Vintage 2015 Progress Report – Collio, Friuli
2014 brought one of the most difficult vintages for Italy in living memory, with excessive rain, devastating hailstorms and cool conditions making a big impact. Many grapes struggled for ripeness, making the production of the more profound wines, especially red, somewhat more challenging. One year on, and the vintage couldn’t look any more different to its predecessor.
This year, temperatures soared in July, eclipsing even the legendarily hot 2003. In fact, July 2015 was Italy’s hottest month on record. But, unlike 2003, heavy August rains softened the impact of the heat. This rain, coupled with a resumption of summer sun saw positive growth in the vineyards, and, importantly, an absence of disease pressure.
Our man in Milan reports…
The feeling so far is positive. The heat, while at times at near records, hasn't seemed to worry producers that much, especially in areas with good levels of natural hydric resources. There was some hail damage in Piemonte and Veneto due to summer storms but it was very localised and not wide spread. In some northern regions, Friuli and Veneto, yields will be contained due to damage last year.
…And discusses the vintage with Marko Primosic, Friuli (1/10):
Marko Primosic, like many of his colleagues throughout Italy, is quietly happy with the 2015 vintage situation, particularly given the difficulties of the 2014 vintage in the northeast of Italy – the most difficult vintage of the last ten years, in his words.
Marko is not as euphoric as Caterina (Il Colle, Brunello) and Fabio Marchionni (Collestefano, Matelica) were, who both implied the vintage at the time of interview was looking as close to perfect as is possible.
Picking of the whites started on 7th September with Pinot Grigio first up – slightly precocious this year – followed by Sauvignon Blanc, Malvasia, Friulano and Chardonnay. By the 29th September these varieties, as well as a part of the Ribolla Gialla, had all been picked.
Ribolla from the Oslavia Vineyard, Picolit and the red varieties still remain on the vine. Picking of these varieties will start tomorrow with the exception of Picolit, which stays on the vine until early November. The extremely small berries, thick skin and bunch form that is a little compact (I'm not sure of the term in English, but spargolo is the Italian term, meaning few berries on the bunch with lots of space between the berries) of this variety (Picolit) make it highly resistant to the likely autumn rains and consequent fungal attacks, with the spacing between single berries on the bunch ensuring that even after rain the berries dry very quickly.
The growing season from budburst to flowering to veraison was ideal; there were no climatic situations that caused any risk to the quality of the vintage. A very cold snap in January helped rid (disinfect) the vines of the potential to incubate harmful parasites.
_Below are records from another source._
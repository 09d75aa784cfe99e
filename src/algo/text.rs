use std::collections::HashSet;

use once_cell::sync::Lazy;
use regex::Regex;
use unicode_segmentation::UnicodeSegmentation;

/// English stop words, the classic IR list used by common TF-IDF vectorizers.
const STOP_WORDS: &[&str] = &[
    "a", "about", "above", "across", "after", "afterwards", "again", "against", "all", "almost",
    "alone", "along", "already", "also", "although", "always", "am", "among", "amongst",
    "amoungst", "amount", "an", "and", "another", "any", "anyhow", "anyone", "anything", "anyway",
    "anywhere", "are", "around", "as", "at", "back", "be", "became", "because", "become",
    "becomes", "becoming", "been", "before", "beforehand", "behind", "being", "below", "beside",
    "besides", "between", "beyond", "bill", "both", "bottom", "but", "by", "call", "can",
    "cannot", "cant", "co", "con", "could", "couldnt", "cry", "de", "describe", "detail", "do",
    "done", "down", "due", "during", "each", "eg", "eight", "either", "eleven", "else",
    "elsewhere", "empty", "enough", "etc", "even", "ever", "every", "everyone", "everything",
    "everywhere", "except", "few", "fifteen", "fifty", "fill", "find", "fire", "first", "five",
    "for", "former", "formerly", "forty", "found", "four", "from", "front", "full", "further",
    "get", "give", "go", "had", "has", "hasnt", "have", "he", "hence", "her", "here",
    "hereafter", "hereby", "herein", "hereupon", "hers", "herself", "him", "himself", "his",
    "how", "however", "hundred", "i", "ie", "if", "in", "inc", "indeed", "interest", "into",
    "is", "it", "its", "itself", "keep", "last", "latter", "latterly", "least", "less", "ltd",
    "made", "many", "may", "me", "meanwhile", "might", "mill", "mine", "more", "moreover",
    "most", "mostly", "move", "much", "must", "my", "myself", "name", "namely", "neither",
    "never", "nevertheless", "next", "nine", "no", "nobody", "none", "noone", "nor", "not",
    "nothing", "now", "nowhere", "of", "off", "often", "on", "once", "one", "only", "onto",
    "or", "other", "others", "otherwise", "our", "ours", "ourselves", "out", "over", "own",
    "part", "per", "perhaps", "please", "put", "rather", "re", "same", "see", "seem", "seemed",
    "seeming", "seems", "serious", "several", "she", "should", "show", "side", "since",
    "sincere", "six", "sixty", "so", "some", "somehow", "someone", "something", "sometime",
    "sometimes", "somewhere", "still", "such", "system", "take", "ten", "than", "that", "the",
    "their", "them", "themselves", "then", "thence", "there", "thereafter", "thereby",
    "therefore", "therein", "thereupon", "these", "they", "thick", "thin", "third", "this",
    "those", "though", "three", "through", "throughout", "thru", "thus", "to", "together",
    "too", "top", "toward", "towards", "twelve", "twenty", "two", "un", "under", "until", "up",
    "upon", "us", "very", "via", "was", "we", "well", "were", "what", "whatever", "when",
    "whence", "whenever", "where", "whereafter", "whereas", "whereby", "wherein", "whereupon",
    "wherever", "whether", "which", "while", "whither", "who", "whoever", "whole", "whom",
    "whose", "why", "will", "with", "within", "without", "would", "yet", "you", "your",
    "yours", "yourself", "yourselves",
];

static STOP_SET: Lazy<HashSet<&'static str>> =
    Lazy::new(|| STOP_WORDS.iter().copied().collect());

static NON_ALNUM: Lazy<Regex> = Lazy::new(|| Regex::new(r"[^a-zA-Z0-9\s]").unwrap());

/// Tokenize text into lowercase word tokens, filtering stop words and
/// single-character tokens.
pub fn tokenize(text: &str) -> Vec<String> {
    text.unicode_words()
        .map(|w| w.to_lowercase())
        .filter(|w| w.len() >= 2 && !is_stopword(w))
        .collect()
}

/// Replace every character outside `[a-zA-Z0-9\s]` with a space.
pub fn strip_non_alphanumeric(text: &str) -> String {
    NON_ALNUM.replace_all(text, " ").into_owned()
}

fn is_stopword(word: &str) -> bool {
    STOP_SET.contains(word)
}
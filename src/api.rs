//! Request and response types of the recommendation surface.
//!
//! These mirror the wire contract callers see: selections in, a ranked
//! restaurant list plus dish matches out, keyed by a timestamp-derived
//! recommendation id. Non-finite floats serialize as `null`.

use chrono::Local;
use serde::{Deserialize, Serialize};

use crate::catalog::CatalogEntry;

/// A restaurant the caller already likes, referenced by free-text name.
#[derive(Debug, Clone, Serialize, Deserialize)]
pub struct RestaurantRef {
    pub name: String,
}

/// A favorite dish, referenced by free-text name.
#[derive(Debug, Clone, Serialize, Deserialize)]
pub struct DishRef {
    pub name: String,
}

#[derive(Debug, Clone, Serialize, Deserialize)]
pub struct RecommendationRequest {
    pub restaurants: Vec<RestaurantRef>,
    #[serde(default)]
    pub favorite_dishes: Option<Vec<DishRef>>,
}

impl RecommendationRequest {
    /// Dish names in request order; an absent list reads as empty.
    pub fn dish_names(&self) -> Vec<String> {
        self.favorite_dishes
            .as_deref()
            .unwrap_or(&[])
            .iter()
            .map(|d| d.name.clone())
            .collect()
    }
}

/// One ranked restaurant in a recommendation response.
#[derive(Debug, Clone, Serialize, Deserialize)]
pub struct RecommendedRestaurant {
    pub name: String,
    pub address: Option<String>,
    pub cuisines: Option<String>,
    pub votes: u32,
    pub avg_price: f64,
    pub positive_ratio: f64,
    pub total_reviews: u32,
    pub highlights: Option<String>,
    pub similarity_score: f64,
}

impl RecommendedRestaurant {
    pub fn from_entry(entry: &CatalogEntry, similarity_score: f64) -> Self {
        Self {
            name: entry.name.clone(),
            address: entry.address.clone(),
            cuisines: entry.cuisines.clone(),
            votes: entry.votes.unwrap_or(0),
            avg_price: entry.avg_price,
            positive_ratio: entry.sentiment.positive_ratio,
            total_reviews: entry.sentiment.total_reviews,
            highlights: entry.highlights.clone(),
            similarity_score,
        }
    }
}

/// One menu item matched against a requested dish. `similar_dish` keeps the
/// menu's original casing.
#[derive(Debug, Clone, PartialEq, Serialize, Deserialize)]
pub struct DishMatch {
    pub restaurant: String,
    pub original_dish: String,
    pub similar_dish: String,
    pub price: f64,
    pub veg_status: String,
    pub similarity: f64,
    pub rating: Option<f64>,
    pub address: String,
}

#[derive(Debug, Clone, Serialize, Deserialize)]
pub struct RecommendationResponse {
    pub recommendation_id: String,
    pub recommended_restaurants: Vec<RecommendedRestaurant>,
    pub similar_dishes: Vec<DishMatch>,
}

/// Timestamp-derived id in `%Y%m%d_%H%M%S` form, as the original service
/// issued them.
pub fn new_recommendation_id() -> String {
    Local::now().format("%Y%m%d_%H%M%S").to_string()
}
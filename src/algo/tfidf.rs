use std::collections::{HashMap, HashSet};

use rayon::prelude::*;

/// A fitted TF-IDF vector space over a fixed document list.
///
/// Term weights use the smoothed IDF `ln((1 + n) / (1 + df)) + 1` and every
/// document row is L2-normalized, so the dot product of two rows is their
/// cosine similarity. The vocabulary is fixed at fit time; queries only see
/// terms the corpus contained.
#[derive(Debug, Clone)]
pub struct TfidfIndex {
    /// term -> column index (columns assigned in sorted term order)
    vocab: HashMap<String, usize>,
    /// column index -> smoothed IDF
    idf: Vec<f64>,
    /// one sparse L2-normalized row per document, entries sorted by column
    rows: Vec<Vec<(usize, f64)>>,
}

impl TfidfIndex {
    /// Fit an index over pre-tokenized documents.
    pub fn fit(documents: &[Vec<String>]) -> Self {
        let num_docs = documents.len();
        let mut df: HashMap<&str, usize> = HashMap::new();
        for tokens in documents {
            let unique: HashSet<&str> = tokens.iter().map(String::as_str).collect();
            for term in unique {
                *df.entry(term).or_insert(0) += 1;
            }
        }

        // Sorted column order keeps fits reproducible run to run.
        let mut terms: Vec<&str> = df.keys().copied().collect();
        terms.sort_unstable();
        let vocab: HashMap<String, usize> = terms
            .iter()
            .enumerate()
            .map(|(i, t)| (t.to_string(), i))
            .collect();
        let idf: Vec<f64> = terms.iter().map(|t| smooth_idf(num_docs, df[*t])).collect();

        let rows: Vec<Vec<(usize, f64)>> = documents
            .par_iter()
            .map(|tokens| vectorize(&vocab, &idf, tokens))
            .collect();

        Self { vocab, idf, rows }
    }

    /// Number of fitted documents.
    pub fn num_docs(&self) -> usize {
        self.rows.len()
    }

    /// Cosine similarity of every fitted document to the centroid of the
    /// given rows. An empty selection yields all zeros.
    pub fn similarities_to_rows(&self, rows: &[usize]) -> Vec<f64> {
        let mut centroid = vec![0.0; self.idf.len()];
        for &r in rows {
            for &(col, w) in &self.rows[r] {
                centroid[col] += w;
            }
        }
        if !rows.is_empty() {
            let k = rows.len() as f64;
            for v in &mut centroid {
                *v /= k;
            }
        }
        self.similarities_to_query(&centroid)
    }

    /// Cosine similarity of every fitted document to a query token list
    /// vectorized under the fitted vocabulary. Out-of-vocabulary tokens
    /// contribute nothing; an all-unknown query yields all zeros.
    pub fn similarities_to_tokens(&self, tokens: &[String]) -> Vec<f64> {
        let mut query = vec![0.0; self.idf.len()];
        for (col, w) in vectorize(&self.vocab, &self.idf, tokens) {
            query[col] = w;
        }
        self.similarities_to_query(&query)
    }

    fn similarities_to_query(&self, query: &[f64]) -> Vec<f64> {
        let norm = query.iter().map(|v| v * v).sum::<f64>().sqrt();
        if norm == 0.0 {
            return vec![0.0; self.rows.len()];
        }
        self.rows
            .iter()
            .map(|row| row.iter().map(|&(col, w)| query[col] * w).sum::<f64>() / norm)
            .collect()
    }
}

fn smooth_idf(num_docs: usize, df: usize) -> f64 {
    ((1.0 + num_docs as f64) / (1.0 + df as f64)).ln() + 1.0
}

fn vectorize(vocab: &HashMap<String, usize>, idf: &[f64], tokens: &[String]) -> Vec<(usize, f64)> {
    let mut counts: HashMap<usize, u32> = HashMap::new();
    for token in tokens {
        if let Some(&col) = vocab.get(token) {
            *counts.entry(col).or_insert(0) += 1;
        }
    }
    let mut entries: Vec<(usize, f64)> = counts
        .into_iter()
        .map(|(col, count)| (col, count as f64 * idf[col]))
        .collect();
    entries.sort_unstable_by_key(|&(col, _)| col);
    let norm = entries.iter().map(|&(_, w)| w * w).sum::<f64>().sqrt();
    if norm > 0.0 {
        for entry in &mut entries {
            entry.1 /= norm;
        }
    }
    entries
}
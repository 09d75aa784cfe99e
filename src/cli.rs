use std::fs::{File, OpenOptions};
use std::io::{self, Read};
use std::path::{Path, PathBuf};

use anyhow::{bail, Context, Result};
use chrono::Local;
use clap::{Parser, Subcommand};
use log::warn;

use wheretodine::api::{RecommendationRequest, RecommendationResponse};
use wheretodine::catalog::{Catalog, RawRecord};
use wheretodine::engine::{Recommender, RecommenderConfig};
use wheretodine::error::EngineError;

#[derive(Parser)]
#[command(
    name = "wheretodine",
    version,
    about = "Dual-signal restaurant recommendation engine"
)]
struct Cli {
    /// Restaurant dataset, CSV or a JSON array (decided by extension)
    #[arg(short, long)]
    data: PathBuf,

    #[command(subcommand)]
    command: Commands,
}

#[derive(Subcommand)]
enum Commands {
    /// Produce recommendations for a JSON request read from stdin
    Recommend {
        /// Minimum votes for a candidate to rank
        #[arg(long, default_value_t = 50)]
        min_votes: u32,
        /// Final list length after combining both signals
        #[arg(long, default_value_t = 10)]
        limit: usize,
        /// Minimum resolvable restaurants per request
        #[arg(long, default_value_t = 3)]
        min_selections: usize,
        /// Append request/response audit rows to CSV files in this directory
        #[arg(long)]
        log_dir: Option<PathBuf>,
    },
    /// Print every restaurant name as a JSON array
    Names,
    /// Resolve one free-text name against the catalog
    Resolve {
        /// Name to resolve
        name: String,
    },
    /// Match dishes against every menu in the catalog
    Dishes {
        /// Dish names
        #[arg(required = true)]
        dishes: Vec<String>,
    },
}

fn main() -> Result<()> {
    env_logger::init_from_env(env_logger::Env::default().default_filter_or("info"));
    let cli = Cli::parse();

    let records = load_records(&cli.data)?;
    let catalog = Catalog::load(records);

    match cli.command {
        Commands::Recommend {
            min_votes,
            limit,
            min_selections,
            log_dir,
        } => {
            let config = RecommenderConfig {
                min_votes,
                final_count: limit,
                min_selections,
                ..RecommenderConfig::default()
            };
            cmd_recommend(catalog, config, log_dir.as_deref())
        }
        Commands::Names => cmd_names(catalog),
        Commands::Resolve { name } => cmd_resolve(catalog, &name),
        Commands::Dishes { dishes } => cmd_dishes(catalog, &dishes),
    }
}

fn cmd_recommend(catalog: Catalog, config: RecommenderConfig, log_dir: Option<&Path>) -> Result<()> {
    let engine = Recommender::with_config(catalog, config)?;
    let request: RecommendationRequest =
        serde_json::from_str(&read_stdin()?).context("invalid request JSON on stdin")?;
    let response = match engine.recommend(&request) {
        Ok(response) => response,
        Err(err) => {
            eprintln!("{err}");
            std::process::exit(1);
        }
    };
    if let Some(dir) = log_dir {
        append_audit_rows(dir, &request, &response)?;
    }
    println!("{}", serde_json::to_string_pretty(&response)?);
    Ok(())
}

fn cmd_names(catalog: Catalog) -> Result<()> {
    let engine = Recommender::new(catalog)?;
    println!("{}", serde_json::to_string_pretty(&engine.all_names())?);
    Ok(())
}

fn cmd_resolve(catalog: Catalog, name: &str) -> Result<()> {
    let engine = Recommender::new(catalog)?;
    match engine.resolve(name) {
        Some(id) => {
            let entry = engine.catalog().entry(id);
            let found = serde_json::json!({
                "id": entry.id,
                "name": entry.name,
                "address": entry.address,
                "cuisines": entry.cuisines,
            });
            println!("{}", serde_json::to_string_pretty(&found)?);
            Ok(())
        }
        None => {
            let err = EngineError::NotFound {
                name: name.to_string(),
            };
            eprintln!("{err}");
            std::process::exit(1);
        }
    }
}

fn cmd_dishes(catalog: Catalog, dishes: &[String]) -> Result<()> {
    let engine = Recommender::new(catalog)?;
    println!("{}", serde_json::to_string_pretty(&engine.match_dishes(dishes))?);
    Ok(())
}

// ── Dataset loading ──────────────────────────────────────────────────────────

fn load_records(path: &Path) -> Result<Vec<RawRecord>> {
    let ext = path
        .extension()
        .and_then(|e| e.to_str())
        .unwrap_or("")
        .to_lowercase();
    match ext.as_str() {
        "json" => {
            let text = std::fs::read_to_string(path)
                .with_context(|| format!("failed to read {}", path.display()))?;
            serde_json::from_str(&text).context("dataset is not a JSON array of records")
        }
        "csv" => {
            let file = File::open(path)
                .with_context(|| format!("failed to open {}", path.display()))?;
            let mut reader = csv::ReaderBuilder::new().flexible(true).from_reader(file);
            let mut records = Vec::new();
            for (i, row) in reader.deserialize::<RawRecord>().enumerate() {
                match row {
                    Ok(record) => records.push(record),
                    // line 1 holds the headers
                    Err(err) => warn!("skipping dataset line {}: {err}", i + 2),
                }
            }
            Ok(records)
        }
        other => bail!("unsupported dataset extension {other:?} (expected .csv or .json)"),
    }
}

fn read_stdin() -> Result<String> {
    let mut buf = String::new();
    io::stdin()
        .read_to_string(&mut buf)
        .context("failed to read stdin")?;
    Ok(buf)
}

// ── Audit trail ──────────────────────────────────────────────────────────────

/// Append one row per request to `recommendation_inputs.csv` and one to
/// `recommendation_outputs.csv`, creating either file with headers on first
/// use. List-valued columns hold JSON.
fn append_audit_rows(
    dir: &Path,
    request: &RecommendationRequest,
    response: &RecommendationResponse,
) -> Result<()> {
    std::fs::create_dir_all(dir)
        .with_context(|| format!("failed to create {}", dir.display()))?;

    let selected: Vec<&str> = request.restaurants.iter().map(|r| r.name.as_str()).collect();
    let mut inputs = audit_writer(
        &dir.join("recommendation_inputs.csv"),
        &[
            "timestamp",
            "recommendation_id",
            "selected_restaurants",
            "favorite_dishes",
        ],
    )?;
    inputs.write_record([
        Local::now().to_rfc3339(),
        response.recommendation_id.clone(),
        serde_json::to_string(&selected)?,
        serde_json::to_string(&request.dish_names())?,
    ])?;
    inputs.flush()?;

    let mut outputs = audit_writer(
        &dir.join("recommendation_outputs.csv"),
        &["recommendation_id", "recommended_restaurants", "similar_dishes"],
    )?;
    outputs.write_record([
        response.recommendation_id.clone(),
        serde_json::to_string(&response.recommended_restaurants)?,
        serde_json::to_string(&response.similar_dishes)?,
    ])?;
    outputs.flush()?;
    Ok(())
}

fn audit_writer(path: &Path, headers: &[&str]) -> Result<csv::Writer<File>> {
    let new_file = !path.exists();
    let file = OpenOptions::new()
        .create(true)
        .append(true)
        .open(path)
        .with_context(|| format!("failed to open {}", path.display()))?;
    let mut writer = csv::WriterBuilder::new()
        .has_headers(false)
        .from_writer(file);
    if new_file {
        writer.write_record(headers)?;
    }
    Ok(writer)
}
Yields and vegetative growth were in good balance throughout the growing cycle. The extreme heat from early June to late July caused a temporary shutdown of the vines; ripening at this point seemed to be ahead of schedule. However, cooling temperatures in August and periods of light rain reinvigorated the vines, slowed ripening and also preserved malic acid levels. The final phase of ripening was slow and prolonged. The only variety that slightly suffered from the heat was Pinot Grigio, as an earlier ripening variety the cool down in August came just too late with some malic acid lost due to transpiration. The 2015 Pinot Grigios (Murno and Palmadina) will consequently be slightly less fresh.
All varieties, white and red, have shown bunches of uniform ripeness and exceptional health. All of the whites, with the exception of Ribolla, show good alcohol levels of at least 13%, balanced with good acidity levels, about 6.5g/l.; Pinot Grigio is lower in acidity at around 5.5g/l.
The white musts are showing great balance and fragrance at this early stage, Marko is very happy at what seems to be a vintage of balanced and fragrant white wines.
The Ribolla is a different beast. The berries are much larger and contain more juice (water) so alcohol levels are lower, around 12.8%, and acidity is higher, 7.5g/l. While quietly confident, Marko is reluctant to make pronouncements on the Oslavia Ribolla as the long maceration of this wine adds new variables; he prefers to wait until Christmas for final verdicts.
He is also optimistic for the reds. At this stage, the bunches are ripe and healthy. The continuing dry autumn weather with its sunny days is ensuring an optimum phenolic ripeness. The vines are losing their leaves, aiding exposure to the weakening autumn sun and ensuring the full ripening of the grape pips, as well as the skins, of course, which is particularly important for Refosco. If the weather hangs in for another week, not only will it be a great white vintage, but also a great red one.
What helped preserve the vintage during August when rain fell at recurring intervals was the typical drying wind from the north, known as the ‘Bora’ in Friuli. After these light August rains, the weather in September has been dry and sunny with cool evenings.
We need to wait for the Picolit but its morphology ensures it resists even the most demanding autumn conditions.
The other important point Marko made was that this has been a prolonged vintage made possible by the favourable weather conditions. There was no rushing to pick at all costs; picking was not determined by climatic necessities, but by the freedom to decide when best to pick and at what level of ripeness.